He worked part-time, eventually getting a promotion to assistant manager while going to college. Around then, in 1989, he borrowed some money from family, took out a “high six-figure” loan from the bank, and bought a Jack in the Box in South San Francisco. Quickly realizing that managing the store required 70-hour weeks while he was barely breaking even, he dropped out of school, he said. Within two years, he bought another franchise. The hours stayed the same, but the combined profits were enough to pay his bills. Nearly a decade would pass before he bought his third franchise, but his pace increased after that, as he expanded across states and restaurant brands.

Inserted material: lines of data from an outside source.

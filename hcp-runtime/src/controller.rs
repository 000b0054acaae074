//! The controller loop: informer events and periodic resyncs feed a work
//! queue through a cooldown; a pool of workers drains the queue, invokes the
//! syncer, and records the outcome as a controller condition.

use crate::cooldown::Cooldown;
use crate::informer::{EventHandler, Informer, ResourceEvent};
use crate::queue::WorkQueue;
use crate::status::{degraded_mutation, StatusWriter};
use crate::BoxError;
use async_trait::async_trait;
use futures::future::BoxFuture;
use hcp_clients::store::StoreError;
use hcp_core::ResourceKey;
use rand::Rng;
use std::sync::Arc;
use std::time::Duration;
use thiserror::Error;
use tokio::task::JoinSet;
use tokio_util::sync::CancellationToken;
use tracing::{debug, info_span, warn, Instrument};

pub const DEFAULT_RESYNC_INTERVAL: Duration = Duration::from_secs(300);

/// Worker-pool size used by production wiring.
pub const DEFAULT_WORKERS: usize = 20;

/// One reconciliation capability: the callable a controller invokes per key,
/// plus the cooldown that throttles how often keys are offered.
#[async_trait]
pub trait Syncer: Send + Sync + 'static {
    type Key: ResourceKey;

    /// One attempt to drive the key's resource from observed to desired
    /// state. Must be idempotent on no-change and honour `shutdown`
    /// cancellation around its I/O. All errors are treated the same by the
    /// loop: retry with backoff.
    async fn sync_once(&self, shutdown: &CancellationToken, key: &Self::Key)
        -> Result<(), BoxError>;

    fn cooldown(&self) -> Arc<dyn Cooldown<Self::Key>>;
}

/// Produces the full key population for the periodic resync walk.
#[async_trait]
pub trait KeyEnumerator<K>: Send + Sync + 'static {
    async fn keys(&self) -> Result<Vec<K>, BoxError>;
}

/// A failed reconcile attempt. The status write happens regardless of the
/// sync outcome, and a failure of either re-enqueues the key.
#[derive(Debug, Error)]
pub enum ReconcileError {
    #[error("sync failed: {0}")]
    Sync(#[source] BoxError),
    #[error("recording controller status failed: {0}")]
    Status(#[source] StoreError),
    #[error("sync failed: {sync}; recording controller status also failed: {status}")]
    Both { sync: BoxError, status: StoreError },
}

/// The enqueue path shared by informer handlers and the resync walk:
/// consult the cooldown, then add. A rejected key is silently dropped; the
/// next trigger picks it up.
struct Enqueuer<K: ResourceKey> {
    controller: &'static str,
    queue: Arc<WorkQueue<K>>,
    cooldown: Arc<dyn Cooldown<K>>,
}

impl<K: ResourceKey> Enqueuer<K> {
    async fn offer(&self, key: K) {
        if self.cooldown.can_sync(&key).await {
            self.queue.add(key);
        } else {
            debug!(controller = self.controller, %key, "cooling down, dropped trigger");
        }
    }
}

/// Adapts informer events into key offers.
struct TriggerHandler<T, K: ResourceKey> {
    enqueuer: Arc<Enqueuer<K>>,
    to_key: Arc<dyn Fn(&T) -> Option<K> + Send + Sync>,
}

#[async_trait]
impl<T, K> EventHandler<T> for TriggerHandler<T, K>
where
    T: Send + Sync + 'static,
    K: ResourceKey,
{
    async fn handle(&self, event: ResourceEvent<T>) {
        let item = match &event {
            ResourceEvent::Added(item)
            | ResourceEvent::Updated(item)
            | ResourceEvent::Deleted(item) => item,
        };
        if let Some(key) = (self.to_key)(item) {
            self.enqueuer.offer(key).await;
        }
    }
}

type SourceStarter<K> =
    Box<dyn FnOnce(Arc<Enqueuer<K>>, CancellationToken) -> BoxFuture<'static, ()> + Send>;

/// A reconciliation loop for one resource kind.
pub struct Controller<S: Syncer> {
    name: &'static str,
    syncer: Arc<S>,
    status: StatusWriter,
    queue: Arc<WorkQueue<S::Key>>,
    enumerator: Option<Arc<dyn KeyEnumerator<S::Key>>>,
    resync_interval: Duration,
    sources: Vec<SourceStarter<S::Key>>,
}

impl<S: Syncer> Controller<S> {
    #[must_use]
    pub fn new(name: &'static str, syncer: S, status: StatusWriter) -> Self {
        Self {
            name,
            syncer: Arc::new(syncer),
            status,
            queue: WorkQueue::new(),
            enumerator: None,
            resync_interval: DEFAULT_RESYNC_INTERVAL,
            sources: Vec::new(),
        }
    }

    /// Registers the periodic resync walk. Used when no push source exists;
    /// each walk offers every enumerated key, subject to the cooldown.
    #[must_use]
    pub fn with_enumerator(mut self, enumerator: Arc<dyn KeyEnumerator<S::Key>>) -> Self {
        self.enumerator = Some(enumerator);
        self
    }

    #[must_use]
    pub fn with_resync_interval(mut self, interval: Duration) -> Self {
        self.resync_interval = interval;
        self
    }

    /// Attaches an informer whose events are translated into keys.
    /// `to_key` returning `None` drops the event.
    #[must_use]
    pub fn with_source<T>(
        mut self,
        informer: Arc<dyn Informer<T>>,
        to_key: impl Fn(&T) -> Option<S::Key> + Send + Sync + 'static,
    ) -> Self
    where
        T: Clone + PartialEq + Send + Sync + 'static,
    {
        let to_key: Arc<dyn Fn(&T) -> Option<S::Key> + Send + Sync> = Arc::new(to_key);
        self.sources.push(Box::new(move |enqueuer, shutdown| {
            Box::pin(async move {
                informer
                    .register(Box::new(TriggerHandler { enqueuer, to_key }))
                    .await;
                informer.run(shutdown).await;
            })
        }));
        self
    }

    /// The controller's queue, for direct triggering.
    #[must_use]
    pub fn queue(&self) -> Arc<WorkQueue<S::Key>> {
        Arc::clone(&self.queue)
    }

    /// Runs event sources, the resync coordinator, and `workers` worker
    /// tasks until `shutdown` is cancelled; then stops accepting work,
    /// shuts the queue down, and drains.
    pub async fn run(mut self, shutdown: CancellationToken, workers: usize) {
        let enqueuer = Arc::new(Enqueuer {
            controller: self.name,
            queue: Arc::clone(&self.queue),
            cooldown: self.syncer.cooldown(),
        });

        let mut tasks: JoinSet<()> = JoinSet::new();

        for starter in self.sources.drain(..) {
            tasks.spawn(starter(Arc::clone(&enqueuer), shutdown.clone()));
        }

        if let Some(enumerator) = self.enumerator.clone() {
            let enqueuer = Arc::clone(&enqueuer);
            let shutdown = shutdown.clone();
            let interval = self.resync_interval;
            let controller = self.name;
            tasks.spawn(async move {
                loop {
                    match enumerator.keys().await {
                        Ok(keys) => {
                            debug!(controller, keys = keys.len(), "resync walk");
                            for key in keys {
                                enqueuer.offer(key).await;
                            }
                        }
                        Err(error) => warn!(controller, %error, "resync enumeration failed"),
                    }
                    tokio::select! {
                        () = shutdown.cancelled() => break,
                        () = tokio::time::sleep(jittered(interval)) => {}
                    }
                }
            });
        }

        {
            let queue = Arc::clone(&self.queue);
            let shutdown = shutdown.clone();
            tasks.spawn(async move {
                shutdown.cancelled().await;
                queue.shutdown();
            });
        }

        for worker in 0..workers {
            let queue = Arc::clone(&self.queue);
            let syncer = Arc::clone(&self.syncer);
            let status = self.status.clone();
            let shutdown = shutdown.clone();
            let controller = self.name;
            tasks.spawn(async move {
                while let Some(key) = queue.get().await {
                    let span = info_span!("reconcile", controller, %key, worker);
                    async {
                        let result = syncer.sync_once(&shutdown, &key).await;
                        let failure = result.as_ref().err().map(ToString::to_string);
                        let write = status
                            .write_controller(&key, controller, vec![degraded_mutation(failure)])
                            .await;
                        match join_outcomes(result, write) {
                            Ok(()) => {
                                queue.forget(&key);
                                debug!("reconciled");
                            }
                            Err(error) => {
                                warn!(%error, "reconcile failed, requeueing with backoff");
                                queue.add_rate_limited(key.clone());
                            }
                        }
                        queue.done(&key);
                    }
                    .instrument(span)
                    .await;
                }
            });
        }

        while tasks.join_next().await.is_some() {}
    }
}

fn join_outcomes(
    sync: Result<(), BoxError>,
    status: Result<(), StoreError>,
) -> Result<(), ReconcileError> {
    match (sync, status) {
        (Ok(()), Ok(())) => Ok(()),
        (Err(sync), Ok(())) => Err(ReconcileError::Sync(sync)),
        (Ok(()), Err(status)) => Err(ReconcileError::Status(status)),
        (Err(sync), Err(status)) => Err(ReconcileError::Both { sync, status }),
    }
}

fn jittered(interval: Duration) -> Duration {
    let factor = rand::rng().random_range(0.9..=1.1);
    interval.mul_f64(factor)
}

In the three decades since Yadav bought his first restaurant, the number of Jack in the Boxes nationwide has more than doubled, most run by franchisees like him. In all, fast-food corporations own fewer than half of the stores bearing their name. For Jack in the Box Inc., which runs only 165 of the brand’s 2,200 locations nationwide, that rate is above 90%. Yadav himself owns more restaurants than his corporate partner.
For the rights to use Jack in the Box’s name and menu, a franchisee pays an upfront fee as high as $50,000 as well as a royalty fee to the company amounting to 5% of total sales each month. Those costs are a small part of the investment, as the franchising agreement shows: Adding in “building improvements,” “inventory expenses,” “equipment,” and other line items, a franchisee opening a new store today can expect to spend somewhere between $1.6 million and $2.6 million to get up and running.
The math doesn’t always add up for business owners. After Holden bought a Subway franchise in Los Angeles in 1992, he quickly discovered that his profit margins weren’t enough to live on. He sold the store within two years.
“If you really want to have this as your main course of income, you have to own multiple locations,” he said. “It was the hardest job I ever had.”
Most franchisees own more than one unit, according to data compiled by FranData, a franchise consulting firm — nearly a quarter own at least 10 locations. Yadav is among the 5% who own at least 100.
Higher volume disperses most critical expenses — food ingredients can be bought through bulk discounts, cleaning supplies shared among sister locations — but not payroll. While the franchise agreement requires that stores stick to the brand’s menus, approved vendors, training process, and building design, franchisees are free to set wage rates and other working conditions as they see fit.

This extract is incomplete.